● **To do**: Your task is to copy each line of the records that includes the string "builder".

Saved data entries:

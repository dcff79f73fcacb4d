//! Integration tests for async extensions.

use std::time::Duration;

use error_trail::async_ext::AsyncGroup;
use error_trail::{classify, has, Error, ErrorKind};
use tokio::task::JoinError;

use crate::support::plain;

#[tokio::test]
async fn empty_group_has_no_errors() {
    let group = AsyncGroup::new();
    assert!(group.is_empty());
    assert!(group.wait().await.is_none());
}

#[tokio::test]
async fn successes_produce_no_errors() {
    let mut group = AsyncGroup::new();
    for _ in 0..4 {
        group.spawn(async { Ok::<(), Error>(()) });
    }
    assert_eq!(group.len(), 4);
    assert!(group.wait().await.is_none());
}

#[tokio::test]
async fn errors_are_collected_in_completion_order() {
    let mut group = AsyncGroup::new();
    group.spawn(async {
        tokio::time::sleep(Duration::from_millis(40)).await;
        Err(Error::builder().kind(ErrorKind::SERVER).msg("slow").build())
    });
    group.spawn(async { Ok::<(), Error>(()) });
    group.spawn(async {
        Err(Error::builder().kind(ErrorKind::CLIENT).msg("fast").build())
    });

    let errors = group.wait().await;
    let messages: Vec<String> = errors
        .iter()
        .flat_map(|list| list.iter().map(|error| error.to_string()))
        .collect();
    assert_eq!(messages, ["fast", "slow"]);
}

#[tokio::test]
async fn foreign_errors_are_accepted() {
    let mut group = AsyncGroup::new();
    group.spawn(async { Err(plain("disk")) });

    let errors = group.wait().await;
    assert_eq!(errors.map(|list| list.to_string()).as_deref(), Some("disk"));
}

#[tokio::test]
async fn panicking_task_contributes_a_join_error() {
    let mut group = AsyncGroup::new();
    group.spawn(async { Ok::<(), Error>(()) });
    group.spawn(async {
        if true {
            panic!("worker exploded");
        }
        Ok::<(), Error>(())
    });

    let errors = group.wait().await;
    let errors = errors.as_ref();
    assert_eq!(errors.map(|list| list.len()), Some(1));
    assert!(errors.is_some_and(|list| has(list, ErrorKind::SERVER)));
    assert!(errors.and_then(|list| classify::find::<JoinError>(list)).is_some_and(JoinError::is_panic));
}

● **Answer box**:
        Err(Error::builder().kind(ErrorKind::SERVER).msg("slow").build())
        Err(Error::builder().kind(ErrorKind::CLIENT).msg("fast").build())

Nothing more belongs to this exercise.